PROMPT – Show each line of the entries below in which the word "push" appears.

INPUT DATA –
──────────
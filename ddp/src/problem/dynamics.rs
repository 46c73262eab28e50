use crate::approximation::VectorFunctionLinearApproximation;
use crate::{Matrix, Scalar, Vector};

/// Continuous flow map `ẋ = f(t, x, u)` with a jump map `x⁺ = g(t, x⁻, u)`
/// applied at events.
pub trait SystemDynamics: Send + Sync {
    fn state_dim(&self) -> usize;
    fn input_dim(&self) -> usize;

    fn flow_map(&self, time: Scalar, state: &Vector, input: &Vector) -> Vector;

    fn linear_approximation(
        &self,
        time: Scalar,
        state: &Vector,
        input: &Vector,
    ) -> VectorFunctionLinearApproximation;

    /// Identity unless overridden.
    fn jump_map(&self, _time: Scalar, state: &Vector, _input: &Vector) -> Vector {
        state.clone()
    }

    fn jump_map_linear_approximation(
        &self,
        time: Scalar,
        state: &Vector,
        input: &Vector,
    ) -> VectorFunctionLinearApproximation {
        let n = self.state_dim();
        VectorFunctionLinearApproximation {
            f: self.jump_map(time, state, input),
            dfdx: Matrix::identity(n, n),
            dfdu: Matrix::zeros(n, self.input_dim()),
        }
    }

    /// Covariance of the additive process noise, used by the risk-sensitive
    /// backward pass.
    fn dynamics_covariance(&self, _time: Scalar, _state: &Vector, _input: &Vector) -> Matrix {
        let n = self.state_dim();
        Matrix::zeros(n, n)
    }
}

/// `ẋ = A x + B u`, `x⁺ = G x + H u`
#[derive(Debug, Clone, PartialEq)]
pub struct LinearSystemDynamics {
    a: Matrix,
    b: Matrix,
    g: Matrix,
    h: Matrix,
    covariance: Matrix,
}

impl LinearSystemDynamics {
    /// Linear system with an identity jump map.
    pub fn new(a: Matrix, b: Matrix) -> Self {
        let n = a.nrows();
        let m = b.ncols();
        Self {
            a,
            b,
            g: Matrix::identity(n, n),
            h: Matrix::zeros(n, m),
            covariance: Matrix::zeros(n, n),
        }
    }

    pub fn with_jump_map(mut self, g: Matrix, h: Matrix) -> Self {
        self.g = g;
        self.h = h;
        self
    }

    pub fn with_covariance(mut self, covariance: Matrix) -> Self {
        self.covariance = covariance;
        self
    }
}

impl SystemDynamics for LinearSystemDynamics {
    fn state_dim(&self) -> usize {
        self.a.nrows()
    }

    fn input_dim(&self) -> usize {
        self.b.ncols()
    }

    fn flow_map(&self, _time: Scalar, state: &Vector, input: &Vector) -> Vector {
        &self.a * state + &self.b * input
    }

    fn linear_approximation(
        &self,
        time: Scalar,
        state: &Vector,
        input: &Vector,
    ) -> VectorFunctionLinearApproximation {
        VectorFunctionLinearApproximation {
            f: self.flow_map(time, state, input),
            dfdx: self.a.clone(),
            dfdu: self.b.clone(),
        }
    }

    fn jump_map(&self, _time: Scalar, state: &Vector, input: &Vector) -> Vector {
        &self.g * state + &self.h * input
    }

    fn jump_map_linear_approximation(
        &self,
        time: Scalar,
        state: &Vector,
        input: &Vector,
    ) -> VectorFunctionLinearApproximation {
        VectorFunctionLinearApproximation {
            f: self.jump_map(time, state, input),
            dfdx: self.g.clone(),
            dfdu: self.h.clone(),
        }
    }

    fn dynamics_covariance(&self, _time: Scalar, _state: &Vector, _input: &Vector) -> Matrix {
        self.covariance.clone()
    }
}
──────────
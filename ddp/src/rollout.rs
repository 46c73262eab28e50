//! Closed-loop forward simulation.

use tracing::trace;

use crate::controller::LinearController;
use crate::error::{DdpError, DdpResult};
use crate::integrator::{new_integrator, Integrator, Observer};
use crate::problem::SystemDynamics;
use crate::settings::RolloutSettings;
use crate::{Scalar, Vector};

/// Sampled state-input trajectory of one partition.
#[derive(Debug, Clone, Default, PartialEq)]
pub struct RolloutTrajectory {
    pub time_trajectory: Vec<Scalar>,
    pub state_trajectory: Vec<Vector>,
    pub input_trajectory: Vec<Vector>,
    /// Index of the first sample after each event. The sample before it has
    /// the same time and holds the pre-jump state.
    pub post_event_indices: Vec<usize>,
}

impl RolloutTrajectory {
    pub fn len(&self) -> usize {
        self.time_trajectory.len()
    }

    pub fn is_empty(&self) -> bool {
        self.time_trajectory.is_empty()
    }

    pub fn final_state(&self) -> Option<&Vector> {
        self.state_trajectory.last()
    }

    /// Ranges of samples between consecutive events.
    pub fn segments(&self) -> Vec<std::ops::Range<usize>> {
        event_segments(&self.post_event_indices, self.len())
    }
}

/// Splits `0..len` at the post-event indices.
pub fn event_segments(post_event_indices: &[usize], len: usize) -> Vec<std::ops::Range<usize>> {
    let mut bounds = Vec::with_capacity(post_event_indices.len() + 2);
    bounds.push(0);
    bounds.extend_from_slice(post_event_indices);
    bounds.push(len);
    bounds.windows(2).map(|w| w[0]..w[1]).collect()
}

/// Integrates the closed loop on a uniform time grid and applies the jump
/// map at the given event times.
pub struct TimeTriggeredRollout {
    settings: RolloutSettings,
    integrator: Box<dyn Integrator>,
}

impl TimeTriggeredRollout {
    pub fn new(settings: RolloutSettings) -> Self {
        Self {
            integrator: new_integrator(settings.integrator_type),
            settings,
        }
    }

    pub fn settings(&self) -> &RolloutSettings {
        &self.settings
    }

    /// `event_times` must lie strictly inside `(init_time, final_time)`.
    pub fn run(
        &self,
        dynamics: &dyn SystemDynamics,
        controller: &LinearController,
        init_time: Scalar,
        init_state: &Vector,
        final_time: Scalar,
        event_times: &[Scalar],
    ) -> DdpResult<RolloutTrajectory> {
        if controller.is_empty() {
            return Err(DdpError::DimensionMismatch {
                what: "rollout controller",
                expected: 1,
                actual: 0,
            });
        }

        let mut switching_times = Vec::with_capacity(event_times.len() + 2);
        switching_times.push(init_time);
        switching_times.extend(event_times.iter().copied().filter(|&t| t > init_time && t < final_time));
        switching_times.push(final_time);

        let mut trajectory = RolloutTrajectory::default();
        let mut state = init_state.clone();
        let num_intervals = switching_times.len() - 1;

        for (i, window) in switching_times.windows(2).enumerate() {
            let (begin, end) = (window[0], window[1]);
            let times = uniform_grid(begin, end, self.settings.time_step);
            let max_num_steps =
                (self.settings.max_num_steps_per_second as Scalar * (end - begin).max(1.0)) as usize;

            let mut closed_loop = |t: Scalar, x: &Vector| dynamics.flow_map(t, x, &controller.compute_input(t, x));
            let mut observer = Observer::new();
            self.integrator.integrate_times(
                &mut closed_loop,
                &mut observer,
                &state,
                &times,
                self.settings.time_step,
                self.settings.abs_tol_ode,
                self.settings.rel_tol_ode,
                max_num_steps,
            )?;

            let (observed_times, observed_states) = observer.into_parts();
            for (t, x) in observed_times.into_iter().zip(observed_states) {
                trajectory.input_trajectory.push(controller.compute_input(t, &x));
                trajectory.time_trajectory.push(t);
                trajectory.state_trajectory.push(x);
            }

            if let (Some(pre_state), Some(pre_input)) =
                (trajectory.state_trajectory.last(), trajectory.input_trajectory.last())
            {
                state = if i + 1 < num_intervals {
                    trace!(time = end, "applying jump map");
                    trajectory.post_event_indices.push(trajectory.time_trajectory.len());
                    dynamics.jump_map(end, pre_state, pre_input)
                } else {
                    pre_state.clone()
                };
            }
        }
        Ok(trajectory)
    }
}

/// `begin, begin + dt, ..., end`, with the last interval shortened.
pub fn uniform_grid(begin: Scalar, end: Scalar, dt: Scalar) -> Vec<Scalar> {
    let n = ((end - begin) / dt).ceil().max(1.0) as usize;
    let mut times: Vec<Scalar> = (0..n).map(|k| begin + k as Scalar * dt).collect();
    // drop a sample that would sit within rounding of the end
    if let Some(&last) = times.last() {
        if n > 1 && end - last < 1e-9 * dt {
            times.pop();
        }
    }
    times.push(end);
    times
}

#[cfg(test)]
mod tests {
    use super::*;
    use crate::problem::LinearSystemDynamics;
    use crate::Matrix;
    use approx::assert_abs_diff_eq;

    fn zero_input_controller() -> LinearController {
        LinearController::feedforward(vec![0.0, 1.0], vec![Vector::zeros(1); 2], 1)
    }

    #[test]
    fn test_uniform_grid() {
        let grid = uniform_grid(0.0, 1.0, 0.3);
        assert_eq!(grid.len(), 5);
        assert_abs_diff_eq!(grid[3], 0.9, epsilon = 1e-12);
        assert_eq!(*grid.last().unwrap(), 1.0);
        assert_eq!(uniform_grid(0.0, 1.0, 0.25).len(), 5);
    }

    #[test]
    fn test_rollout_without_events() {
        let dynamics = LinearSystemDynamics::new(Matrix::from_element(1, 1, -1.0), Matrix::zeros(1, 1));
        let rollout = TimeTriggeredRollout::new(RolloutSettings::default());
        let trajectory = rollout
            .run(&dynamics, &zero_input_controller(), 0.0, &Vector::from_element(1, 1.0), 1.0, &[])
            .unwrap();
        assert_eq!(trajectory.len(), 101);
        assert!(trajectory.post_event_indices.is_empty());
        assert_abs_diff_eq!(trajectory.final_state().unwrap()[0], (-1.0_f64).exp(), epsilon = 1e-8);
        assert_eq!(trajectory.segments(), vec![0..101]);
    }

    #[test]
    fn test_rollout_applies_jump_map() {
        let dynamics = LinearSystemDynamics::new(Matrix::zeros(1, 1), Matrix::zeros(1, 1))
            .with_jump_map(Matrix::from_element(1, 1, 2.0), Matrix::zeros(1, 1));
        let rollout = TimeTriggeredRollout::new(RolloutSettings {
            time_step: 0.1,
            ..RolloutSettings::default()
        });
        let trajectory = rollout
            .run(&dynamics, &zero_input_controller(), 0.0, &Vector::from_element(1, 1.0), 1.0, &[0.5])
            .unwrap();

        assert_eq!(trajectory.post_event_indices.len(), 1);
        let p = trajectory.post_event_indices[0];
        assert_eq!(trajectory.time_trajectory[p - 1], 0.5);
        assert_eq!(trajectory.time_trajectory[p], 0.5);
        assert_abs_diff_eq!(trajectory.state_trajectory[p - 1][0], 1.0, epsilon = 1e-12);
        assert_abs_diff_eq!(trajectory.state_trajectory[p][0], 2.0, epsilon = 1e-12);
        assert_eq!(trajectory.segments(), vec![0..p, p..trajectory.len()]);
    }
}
──────────
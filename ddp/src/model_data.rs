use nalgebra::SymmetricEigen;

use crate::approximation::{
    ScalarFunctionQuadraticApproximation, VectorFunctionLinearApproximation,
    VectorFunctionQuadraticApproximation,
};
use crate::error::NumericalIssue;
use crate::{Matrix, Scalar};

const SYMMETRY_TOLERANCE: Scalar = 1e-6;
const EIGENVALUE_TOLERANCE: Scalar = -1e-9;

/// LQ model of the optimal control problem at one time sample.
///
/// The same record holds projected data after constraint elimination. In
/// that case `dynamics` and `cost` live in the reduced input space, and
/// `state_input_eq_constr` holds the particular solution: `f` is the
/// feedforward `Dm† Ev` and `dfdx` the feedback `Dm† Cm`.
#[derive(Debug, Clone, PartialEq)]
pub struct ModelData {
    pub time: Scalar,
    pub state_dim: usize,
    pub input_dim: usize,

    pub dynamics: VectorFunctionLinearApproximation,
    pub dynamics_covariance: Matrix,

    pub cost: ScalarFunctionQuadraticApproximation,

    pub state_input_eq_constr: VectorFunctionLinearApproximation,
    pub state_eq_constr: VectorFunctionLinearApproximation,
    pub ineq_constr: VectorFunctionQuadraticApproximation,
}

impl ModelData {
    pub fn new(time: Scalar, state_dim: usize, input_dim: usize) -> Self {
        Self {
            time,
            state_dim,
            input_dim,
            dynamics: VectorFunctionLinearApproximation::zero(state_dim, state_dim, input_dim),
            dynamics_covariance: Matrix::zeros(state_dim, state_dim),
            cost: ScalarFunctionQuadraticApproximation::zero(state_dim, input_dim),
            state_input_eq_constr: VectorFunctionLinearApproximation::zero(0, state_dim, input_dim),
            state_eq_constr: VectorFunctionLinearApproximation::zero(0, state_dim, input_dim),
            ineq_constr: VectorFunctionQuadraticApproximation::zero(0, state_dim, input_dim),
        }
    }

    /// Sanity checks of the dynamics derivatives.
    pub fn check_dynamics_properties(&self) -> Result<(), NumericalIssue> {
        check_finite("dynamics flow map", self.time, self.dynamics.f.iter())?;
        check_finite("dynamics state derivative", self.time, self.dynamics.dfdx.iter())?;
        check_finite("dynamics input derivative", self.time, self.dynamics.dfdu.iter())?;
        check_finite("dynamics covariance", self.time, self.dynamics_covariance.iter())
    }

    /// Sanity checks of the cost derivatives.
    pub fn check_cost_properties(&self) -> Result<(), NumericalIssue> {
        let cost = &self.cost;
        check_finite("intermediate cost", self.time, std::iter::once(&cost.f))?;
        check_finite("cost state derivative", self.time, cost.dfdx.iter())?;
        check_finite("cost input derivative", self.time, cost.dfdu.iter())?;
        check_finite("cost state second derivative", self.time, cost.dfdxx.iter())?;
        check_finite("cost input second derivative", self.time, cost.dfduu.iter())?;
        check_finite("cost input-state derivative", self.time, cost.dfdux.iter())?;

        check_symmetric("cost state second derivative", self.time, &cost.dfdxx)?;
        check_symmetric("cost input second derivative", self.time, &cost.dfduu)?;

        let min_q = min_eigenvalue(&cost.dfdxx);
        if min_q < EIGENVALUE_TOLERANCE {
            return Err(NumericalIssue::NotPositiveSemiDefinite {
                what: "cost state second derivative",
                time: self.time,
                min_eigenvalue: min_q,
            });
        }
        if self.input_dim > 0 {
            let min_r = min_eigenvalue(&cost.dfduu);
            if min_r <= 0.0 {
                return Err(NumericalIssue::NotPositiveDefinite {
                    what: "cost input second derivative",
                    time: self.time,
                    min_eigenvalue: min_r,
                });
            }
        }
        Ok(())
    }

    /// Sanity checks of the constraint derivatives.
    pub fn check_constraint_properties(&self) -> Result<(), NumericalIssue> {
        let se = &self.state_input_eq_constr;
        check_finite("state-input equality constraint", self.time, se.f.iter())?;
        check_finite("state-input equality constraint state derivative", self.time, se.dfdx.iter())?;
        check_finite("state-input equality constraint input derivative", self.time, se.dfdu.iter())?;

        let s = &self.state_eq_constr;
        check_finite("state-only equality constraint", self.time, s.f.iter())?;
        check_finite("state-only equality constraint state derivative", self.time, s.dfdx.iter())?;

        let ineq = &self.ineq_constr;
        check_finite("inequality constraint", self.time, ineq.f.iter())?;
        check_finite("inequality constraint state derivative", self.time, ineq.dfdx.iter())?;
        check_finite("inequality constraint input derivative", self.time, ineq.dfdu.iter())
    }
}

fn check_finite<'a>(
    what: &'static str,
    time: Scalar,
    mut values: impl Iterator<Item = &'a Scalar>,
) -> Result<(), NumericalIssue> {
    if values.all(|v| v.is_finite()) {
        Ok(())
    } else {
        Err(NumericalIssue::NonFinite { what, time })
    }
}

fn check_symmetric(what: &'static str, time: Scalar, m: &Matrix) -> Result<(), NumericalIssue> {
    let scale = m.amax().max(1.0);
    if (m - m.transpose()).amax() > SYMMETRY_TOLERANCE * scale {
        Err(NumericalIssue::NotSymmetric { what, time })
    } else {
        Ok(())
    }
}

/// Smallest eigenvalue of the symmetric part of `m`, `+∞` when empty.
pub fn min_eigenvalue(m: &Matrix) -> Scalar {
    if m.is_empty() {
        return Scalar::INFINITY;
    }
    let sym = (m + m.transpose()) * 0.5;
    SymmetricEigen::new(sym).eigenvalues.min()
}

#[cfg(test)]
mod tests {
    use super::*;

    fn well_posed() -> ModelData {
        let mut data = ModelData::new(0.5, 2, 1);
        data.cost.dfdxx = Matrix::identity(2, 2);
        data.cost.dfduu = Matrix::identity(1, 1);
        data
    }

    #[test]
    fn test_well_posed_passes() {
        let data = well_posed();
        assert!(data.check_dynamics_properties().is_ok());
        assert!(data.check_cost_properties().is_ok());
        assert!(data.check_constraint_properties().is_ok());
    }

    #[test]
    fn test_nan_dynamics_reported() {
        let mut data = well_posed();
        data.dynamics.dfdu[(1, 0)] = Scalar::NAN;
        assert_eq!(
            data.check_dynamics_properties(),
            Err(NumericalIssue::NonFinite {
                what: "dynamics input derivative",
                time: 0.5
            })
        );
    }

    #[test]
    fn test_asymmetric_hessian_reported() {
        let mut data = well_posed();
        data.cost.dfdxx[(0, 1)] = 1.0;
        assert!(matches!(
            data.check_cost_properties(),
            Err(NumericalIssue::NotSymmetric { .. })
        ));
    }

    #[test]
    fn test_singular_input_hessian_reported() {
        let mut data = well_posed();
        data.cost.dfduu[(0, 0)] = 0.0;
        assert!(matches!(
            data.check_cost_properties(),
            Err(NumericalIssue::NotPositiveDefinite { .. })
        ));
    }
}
──────────
ANSWER TO THE EXERCISE –
    bounds.push(0);
    bounds.push(len);
        switching_times.push(init_time);
        switching_times.push(final_time);
                trajectory.input_trajectory.push(controller.compute_input(t, &x));
                trajectory.time_trajectory.push(t);
                trajectory.state_trajectory.push(x);
                    trajectory.post_event_indices.push(trajectory.time_trajectory.len());
    times.push(end);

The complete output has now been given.